Pubblicato il autore: Antimo Carriero Segui

Leonard Bundu

Nulla da fare : a  Coney Island ( New York), Leonard Bundu a 42 anni suonati perde rovinosamente per ko al sesto round contro Spence Jr, dando l’addio al sogno mondiale.
Che fosse un’impresa al limite dell’impossibile, lo si era capito già dalle settimane preparatorie al match, valevole per la semifinale del mondiale ibf di pesi welter; eppure il “Fiorentino d’Africa”, c’ha voluto provare con il cuore.
A nulla, però, è valso un atteggiamento accorto e allo stesso tempo coraggioso, dell’atleta italiano; questa volta molto più sicuro rispetto alla sconfitta del Dicembre 2014 contro Keith Thurman.

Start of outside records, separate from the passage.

/// Subscribe to every game channel and deliver mirrored frames to sessions
/// on this node. Runs until the process exits, resubscribing with backoff
/// whenever the connection drops.
pub fn spawn_mirror_consumer(redis_url: String, broadcaster: Arc<Broadcaster>) {
    tokio::spawn(async move {
        let mut attempt: u32 = 0;
        loop {
            let started = std::time::Instant::now();
            match run_mirror_loop(&redis_url, &broadcaster).await {
                Ok(()) => {
                    warn!("mirror subscription ended; resubscribing");
                    attempt = 0;
                }
                Err(error) => {
                    // A subscription that held for a while earns a fresh
                    // backoff schedule.
                    if started.elapsed() > Duration::from_secs(60) {
                        attempt = 0;
                    }
                    attempt = attempt.saturating_add(1);
                    let delay = mirror_retry_delay(attempt);
                    warn!(
                        error = %error,
                        attempt,
                        delay_ms = delay.as_millis() as u64,
                        "mirror subscription failed; retrying"
                    );
                    tokio::time::sleep(delay).await;
                }
            }
        }
    });
}

fn mirror_retry_delay(attempt: u32) -> Duration {
    let exponent = attempt.saturating_sub(1).min(6);
    Duration::from_millis(500_u64.saturating_mul(1_u64 << exponent))
}

async fn run_mirror_loop(redis_url: &str, broadcaster: &Broadcaster) -> anyhow::Result<()> {
    let client = Client::open(redis_url).context("invalid REDIS_URL")?;
    let conn_info = client.get_connection_info();

    let addr = match conn_info.addr().clone() {
        redis::ConnectionAddr::Tcp(host, port) => (host, port),
        _ => anyhow::bail!("only TCP Redis addresses are supported for pub/sub"),
    };
    let stream = tokio::net::TcpStream::connect((addr.0.clone(), addr.1))
        .await
        .with_context(|| format!("unable to reach Redis at {}:{}", addr.0, addr.1))?;
    let mut pubsub = PubSub::new(conn_info.redis_settings(), stream)
        .await
        .context("unable to establish Redis pub/sub connection")?;
    pubsub
        .psubscribe(MIRROR_PATTERN)
        .await
        .context("pattern subscribe failed")?;
    info!(pattern = MIRROR_PATTERN, "event mirror subscription established");

    let mut messages = pubsub.into_on_message();
    while let Some(message) = messages.next().await {
        let Ok(payload) = message.get_payload::<String>() else {
            warn!("mirror frame with unreadable payload");
            continue;
        };
        match serde_json::from_str::<MirrorFrame>(&payload) {
            Ok(frame) => {
                if frame.origin == broadcaster.origin {
                    continue;
                }
                broadcaster.send_local(&frame.player_id, &frame.event).await;
            }
            Err(error) => warn!(error = %error, "failed to decode mirror frame"),
        }
    }
    Ok(())
}

/// Table rules fixed at deployment rather than per game.
#[derive(Debug, Clone, Copy)]
pub struct GameRules {
    pub tie_policy: TiePolicy,
    pub timeout_action: TimeoutAction,
    pub turn_timeout_seconds: u64,
}

impl Default for GameRules {
    fn default() -> Self {
        GameRules {
            tie_policy: TiePolicy::NoMark,
            timeout_action: TimeoutAction::AutoPlay,
            turn_timeout_seconds: DEFAULT_TURN_TIMEOUT_SECONDS,
        }
    }
}

/// What a successfully applied action implies for the caller: whether the
/// bot now holds the turn (at which generation), and whether the game was
/// settled and removed.
#[derive(Debug, Clone, Copy, Default, PartialEq)]
pub struct PlayReport {
    pub bot_turn: Option<u64>,
    pub removed: bool,
}

/// Consequence of an expired turn deadline.
#[derive(Debug, PartialEq)]
pub enum TimeoutOutcome {
    /// The deadline no longer applies; nothing was done.
    Skip,
    /// The bot overran its own turn; the supervisor should force a fallback.
    BotFallback { generation: u64 },
    /// A lowest-card play was forced for the overdue human.
    AutoPlayed { report: PlayReport },
    /// The overdue human forfeited the match.
    Forfeited,
}

#[derive(Debug, Clone, Copy)]
enum PlayActor<'a> {
    Player(&'a str),
    Bot,
}

/// Everything needed to run a game end to end. Socket frames, bot plays and
/// watchdog expirations all funnel through this one struct so validation,
/// persistence and fan-out happen identically no matter who moved.
pub struct GameCore {
    pub registry: Arc<GameRegistry>,
    pub broadcaster: Arc<Broadcaster>,
    pub snapshots: Option<Arc<dyn SnapshotStore>>,
    pub recorder: Option<Arc<dyn MatchRecorder>>,
    pub scheduler: Arc<dyn Scheduler>,
    pub rules: GameRules,
}
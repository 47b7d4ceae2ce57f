// Copyright (C) 2026 BiscaArena
//
// This program is free software: you can redistribute it and/or modify
// it under the terms of the GNU General Public License as published by
// the Free Software Foundation, either version 3 of the License, or
// (at your option) any later version.
//
// This program is distributed in the hope that it will be useful,
// but WITHOUT ANY WARRANTY; without even the implied warranty of
// MERCHANTABILITY or FITNESS FOR A PARTICULAR PURPOSE.  See the
// GNU General Public License for more details.
//
// You should have received a copy of the GNU General Public License
// along with this program.  If not, see <https://www.gnu.org/licenses/>.

#[cfg(test)]
use std::collections::HashMap;
use std::sync::Arc;
#[cfg(test)]
use std::sync::Mutex as StdMutex;
use std::time::Duration;

use anyhow::Context;
use async_trait::async_trait;
use bisca_common::GameStatus;
use chrono::{DateTime, Utc};
use redis::aio::ConnectionManager;
use redis::{AsyncCommands, Client};
use tokio::sync::Mutex;
use tokio::time::MissedTickBehavior;
use tracing::{info, warn};

use crate::engine::GameInstance;
use crate::manager::GameRegistry;

const GAME_KEY_PREFIX: &str = "bisca:game:";

/// Durable standby copy of every live game, keyed by game id. It never
/// overrides live in-memory state: a restart adopts from it, and a reconnect
/// that finds no local game replays it read-only.
#[async_trait]
pub trait SnapshotStore: Send + Sync {
    async fn put(&self, game: &GameInstance) -> anyhow::Result<()>;
    async fn fetch(&self, game_id: &str) -> anyhow::Result<Option<GameInstance>>;
    async fn remove(&self, game_id: &str) -> anyhow::Result<()>;
    async fn list_live(&self) -> anyhow::Result<Vec<GameInstance>>;
}

fn game_key(game_id: &str) -> String {
    format!("{GAME_KEY_PREFIX}{game_id}")
}

pub struct RedisSnapshotStore {
    conn: Mutex<ConnectionManager>,
    ttl_seconds: u64,
}

impl RedisSnapshotStore {
    pub async fn connect(redis_url: &str, ttl_seconds: u64) -> anyhow::Result<Self> {
        let client = Client::open(redis_url).context("invalid REDIS_URL")?;
        let conn = ConnectionManager::new(client)
            .await
            .context("unable to initialize Redis connection manager")?;
        Ok(RedisSnapshotStore {
            conn: Mutex::new(conn),
            ttl_seconds,
        })
    }
}

#[async_trait]
impl SnapshotStore for RedisSnapshotStore {
    async fn put(&self, game: &GameInstance) -> anyhow::Result<()> {
        let blob = serde_json::to_string(game).context("failed to serialize game snapshot")?;
        let mut conn = self.conn.lock().await;
        conn.set_ex::<_, _, ()>(game_key(&game.game_id), blob, self.ttl_seconds)
            .await
            .context("redis SETEX failed")?;
        Ok(())
    }

    async fn fetch(&self, game_id: &str) -> anyhow::Result<Option<GameInstance>> {
        let mut conn = self.conn.lock().await;
        let blob: Option<String> = conn
            .get(game_key(game_id))
            .await
            .context("redis GET failed")?;
        match blob {
            Some(blob) => Ok(Some(
                serde_json::from_str(&blob).context("corrupt game snapshot")?,
            )),
            None => Ok(None),
        }
    }

    async fn remove(&self, game_id: &str) -> anyhow::Result<()> {
        let mut conn = self.conn.lock().await;
        conn.del::<_, ()>(game_key(game_id))
            .await
            .context("redis DEL failed")?;
        Ok(())
    }

    async fn list_live(&self) -> anyhow::Result<Vec<GameInstance>> {
        let mut conn = self.conn.lock().await;
        let keys: Vec<String> = conn
            .keys(format!("{GAME_KEY_PREFIX}*"))
            .await
            .context("redis KEYS failed")?;

        let mut games = Vec::new();
        for key in keys {
            let blob: Option<String> = conn.get(&key).await.context("redis GET failed")?;
            let Some(blob) = blob else { continue };
            match serde_json::from_str::<GameInstance>(&blob) {
                Ok(game) => games.push(game),
                Err(error) => {
                    warn!(key = %key, error = %error, "skipping corrupt game snapshot");
                }
            }
        }
        Ok(games)
    }
}

/// Process-local stand-in for tests. Keeps the serialized form so the
/// round trip matches the real store.
#[cfg(test)]
#[derive(Default)]
pub struct MemorySnapshotStore {
    games: StdMutex<HashMap<String, String>>,
}

#[cfg(test)]
impl MemorySnapshotStore {
    pub fn new() -> Self {
        MemorySnapshotStore::default()
    }
}

#[cfg(test)]
#[async_trait]
impl SnapshotStore for MemorySnapshotStore {
    async fn put(&self, game: &GameInstance) -> anyhow::Result<()> {
        let blob = serde_json::to_string(game).context("failed to serialize game snapshot")?;
        self.games
            .lock()
            .unwrap()
            .insert(game.game_id.clone(), blob);
        Ok(())
    }

    async fn fetch(&self, game_id: &str) -> anyhow::Result<Option<GameInstance>> {
        let blob = self.games.lock().unwrap().get(game_id).cloned();
        match blob {
            Some(blob) => Ok(Some(
                serde_json::from_str(&blob).context("corrupt game snapshot")?,
            )),
            None => Ok(None),
        }
    }

    async fn remove(&self, game_id: &str) -> anyhow::Result<()> {
        self.games.lock().unwrap().remove(game_id);
        Ok(())
    }

    async fn list_live(&self) -> anyhow::Result<Vec<GameInstance>> {
        let blobs: Vec<(String, String)> = self
            .games
            .lock()
            .unwrap()
            .iter()
            .map(|(id, blob)| (id.clone(), blob.clone()))
            .collect();

        let mut games = Vec::new();
        for (game_id, blob) in blobs {
            match serde_json::from_str::<GameInstance>(&blob) {
                Ok(game) => games.push(game),
                Err(error) => {
                    warn!(game_id = %game_id, error = %error, "skipping corrupt game snapshot");
                }
            }
        }
        Ok(games)
    }
}

/// Write the snapshot off the gameplay path. A slow or failing store write
/// must never delay a move being applied.
pub fn persist_snapshot(store: &Option<Arc<dyn SnapshotStore>>, game: &GameInstance) {
    let Some(store) = store else { return };
    let store = store.clone();
    let game = game.clone();
    tokio::spawn(async move {
        if let Err(error) = store.put(&game).await {
            warn!(game_id = %game.game_id, error = %error, "failed to persist game snapshot");
        }
    });
}

pub fn discard_snapshot(store: &Option<Arc<dyn SnapshotStore>>, game_id: &str) {
    let Some(store) = store else { return };
    let store = store.clone();
    let game_id = game_id.to_string();
    tokio::spawn(async move {
        if let Err(error) = store.remove(&game_id).await {
            warn!(game_id = %game_id, error = %error, "failed to discard game snapshot");
        }
    });
}

/// Periodic full sweep backing up every registered game, catching anything
/// the per-event writes missed.
pub async fn run_sync_loop(
    registry: Arc<GameRegistry>,
    store: Arc<dyn SnapshotStore>,
    interval_seconds: u64,
) {
    let mut ticker = tokio::time::interval(Duration::from_secs(interval_seconds.max(1)));
    ticker.set_missed_tick_behavior(MissedTickBehavior::Delay);
    loop {
        ticker.tick().await;
        for (game_id, handle) in registry.live_handles().await {
            let snapshot = { handle.lock().await.clone() };
            if let Err(error) = store.put(&snapshot).await {
                warn!(game_id = %game_id, error = %error, "periodic snapshot sync failed");
            }
        }
    }
}

/// Reload every snapshot the store still considers live and put it back in
/// the registry. Deadlines that lapsed while the process was down are
/// re-armed with a fresh budget rather than instantly forfeited. Dead
/// snapshots are purged. Returns the adopted handles so the caller can
/// restart bot workers.
pub async fn reinstate_live_games(
    registry: &GameRegistry,
    store: &Arc<dyn SnapshotStore>,
    now: DateTime<Utc>,
) -> anyhow::Result<Vec<Arc<Mutex<GameInstance>>>> {
    let snapshots = store.list_live().await?;
    let mut adopted = Vec::new();

    for mut game in snapshots {
        // Interrupted games are gone for good; a decided match only left a
        // snapshot behind because its deletion failed.
        if game.status == GameStatus::Interrupted || game.match_over {
            if let Err(error) = store.remove(&game.game_id).await {
                warn!(game_id = %game.game_id, error = %error, "failed to purge dead snapshot");
            }
            continue;
        }

        if game.status == GameStatus::Playing
            && let Some(deadline) = game.turn_deadline
            && deadline <= now
        {
            game.rearm_turn(now);
        }

        let game_id = game.game_id.clone();
        let handle = registry.adopt(game).await;
        info!(game_id = %game_id, "reinstated game from snapshot");
        adopted.push(handle);
    }

    if !adopted.is_empty() {
        info!(count = adopted.len(), "recovery complete");
    }
    Ok(adopted)
}

#[cfg(test)]
mod tests {
    use super::*;
    use crate::engine::Participant;
    use bisca_common::{CardRef, GameMode, TiePolicy};
    use rand::SeedableRng;
    use rand::rngs::StdRng;

    fn live_game(seed: u64) -> GameInstance {
        let now = Utc::now();
        let mut game = GameInstance::create(
            Participant::seat("alice", "Alice", false),
            GameMode::Pvp,
            3,
            4,
            TiePolicy::NoMark,
            30,
            now,
        );
        game.add_opponent(Participant::seat("bruno", "Bruno", false), now)
            .unwrap();
        let mut rng = StdRng::seed_from_u64(seed);
        game.start(&mut rng, now).unwrap();
        game
    }

    #[tokio::test]
    async fn memory_store_round_trips_snapshots() {
        let store = MemorySnapshotStore::new();
        let game = live_game(4);

        store.put(&game).await.unwrap();
        let fetched = store.fetch(&game.game_id).await.unwrap().unwrap();
        assert_eq!(fetched, game);

        let live = store.list_live().await.unwrap();
        assert_eq!(live.len(), 1);

        store.remove(&game.game_id).await.unwrap();
        assert!(store.fetch(&game.game_id).await.unwrap().is_none());
        assert!(store.list_live().await.unwrap().is_empty());
    }

    #[tokio::test]
    async fn corrupt_snapshots_are_skipped_not_fatal() {
        let store = MemorySnapshotStore::new();
        let game = live_game(5);
        store.put(&game).await.unwrap();
        store
            .games
            .lock()
            .unwrap()
            .insert("broken".to_string(), "{not json".to_string());

        let live = store.list_live().await.unwrap();
        assert_eq!(live.len(), 1);
        assert_eq!(live[0].game_id, game.game_id);
    }

    #[tokio::test]
    async fn reinstated_games_match_the_pre_crash_state() {
        let store: Arc<dyn SnapshotStore> = Arc::new(MemorySnapshotStore::new());
        let mut game = live_game(6);
        // Advance a few plays so the snapshot is mid-game.
        for _ in 0..3 {
            let turn = game.current_turn.clone().unwrap();
            let pos = game.legal_positions(&turn)[0];
            game.play_card(&turn, &CardRef::Index(pos), Utc::now())
                .unwrap();
        }
        store.put(&game).await.unwrap();

        let registry = GameRegistry::new();
        let adopted = reinstate_live_games(&registry, &store, Utc::now())
            .await
            .unwrap();
        assert_eq!(adopted.len(), 1);

        let restored = adopted[0].lock().await;
        assert_eq!(*restored, game);
        assert_eq!(
            registry.game_for_player("alice").await.unwrap().0,
            game.game_id
        );
    }

    #[tokio::test]
    async fn lapsed_deadlines_are_rearmed_on_recovery() {
        let store: Arc<dyn SnapshotStore> = Arc::new(MemorySnapshotStore::new());
        let mut game = live_game(7);
        game.turn_deadline = Some(Utc::now() - chrono::Duration::seconds(90));
        let old_generation = game.turn_generation;
        store.put(&game).await.unwrap();

        let registry = GameRegistry::new();
        let now = Utc::now();
        let adopted = reinstate_live_games(&registry, &store, now)
            .await
            .unwrap();

        let restored = adopted[0].lock().await;
        assert!(restored.turn_deadline.unwrap() > now);
        assert!(restored.turn_generation > old_generation);
    }

    #[tokio::test]
    async fn dead_snapshots_are_purged_instead_of_adopted() {
        let store: Arc<dyn SnapshotStore> = Arc::new(MemorySnapshotStore::new());
        let mut interrupted = live_game(8);
        interrupted.interrupt(Some("alice"), Utc::now());
        store.put(&interrupted).await.unwrap();

        // A decided match whose deletion failed lingers as a snapshot too.
        let mut settled = live_game(10);
        settled.status = GameStatus::Ended;
        settled.match_over = true;
        settled.match_winner = Some("alice".to_string());
        store.put(&settled).await.unwrap();

        let registry = GameRegistry::new();
        let adopted = reinstate_live_games(&registry, &store, Utc::now())
            .await
            .unwrap();

        assert!(adopted.is_empty());
        assert_eq!(registry.game_count().await, 0);
        assert!(store.fetch(&interrupted.game_id).await.unwrap().is_none());
        assert!(store.fetch(&settled.game_id).await.unwrap().is_none());
    }

    #[tokio::test]
    async fn persist_runs_off_the_gameplay_path() {
        let store: Arc<dyn SnapshotStore> = Arc::new(MemorySnapshotStore::new());
        let maybe_store = Some(store.clone());
        let game = live_game(9);

        persist_snapshot(&maybe_store, &game);
        let mut persisted = false;
        for _ in 0..50 {
            tokio::task::yield_now().await;
            if store.fetch(&game.game_id).await.unwrap().is_some() {
                persisted = true;
                break;
            }
        }
        assert!(persisted);

        discard_snapshot(&maybe_store, &game.game_id);
        let mut discarded = false;
        for _ in 0..50 {
            tokio::task::yield_now().await;
            if store.fetch(&game.game_id).await.unwrap().is_none() {
                discarded = true;
                break;
            }
        }
        assert!(discarded);

        // No store configured: both are quiet no-ops.
        persist_snapshot(&None, &game);
        discard_snapshot(&None, &game.game_id);
    }

    #[tokio::test]
    async fn registry_adoption_does_not_duplicate_games() {
        let store: Arc<dyn SnapshotStore> = Arc::new(MemorySnapshotStore::new());
        let game = live_game(10);
        store.put(&game).await.unwrap();

        let registry = GameRegistry::new();
        reinstate_live_games(&registry, &store, Utc::now())
            .await
            .unwrap();
        reinstate_live_games(&registry, &store, Utc::now())
            .await
            .unwrap();
        assert_eq!(registry.game_count().await, 1);
    }
}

Leonard Bundu, in verità, viene sconfitto dall’età decisamente più elevata rispetto al suo avversario ( 42 contro i 26 dell’americano) e da una caratura oggettivamente inferiore.
La maggiore stazza fisica e quel jab destro difficile da evitare, portano l’italiano a subire le azioni del picchiatore statunitense per tre round, prima che l’orgoglio fiorentino dia segnali di vita.
Il quarto round è il migliore per Bundu, capace di scuotere il più quotato avversario con una serie di ganci corti, cercando di buttare il cuore oltre l’ostacolo.
Dopo una quinta ripresa interlocutoria, però, arriva la doccia gelata per il pugile toscano: Spence il round successivo, alza il ritmo e picchia duro con ambo le mani.
Un sinistro mette Bundu al tappeto, ma l’arbitro erroneamente lo valuta come spinta e non procede al conteggio, ma l’andazzo del duello si capirà qualche secondo dopo.
Spence investe Bundu con una serie di colpi: micidiale è il gancio destro che stende definitivamente l’italo-africano, consegnando allo statunitense l’ennesimo trionfo (21esima vittoria, 18 prima del limite).
Al “Fiorentino d’Africa”, rimarrà oltre all’immensa delusione per la seconda ed ultima occasione mondiale definitivamente sfumata, il coraggio e l’orgoglio di essersela giocata a viso aperto, nonostante un coefficiente di difficoltà dell’impresa di altissimo livello.
Quel sogno mondiale inseguito da una vita non sarà mai realizzato, ma l’insegnamento che Leonard Bundu avrà dato la scorsa notte alla nuova generazione pugilistica italiana, poco avezza alle sfide difficili, non sarà di certo mai dimenticato.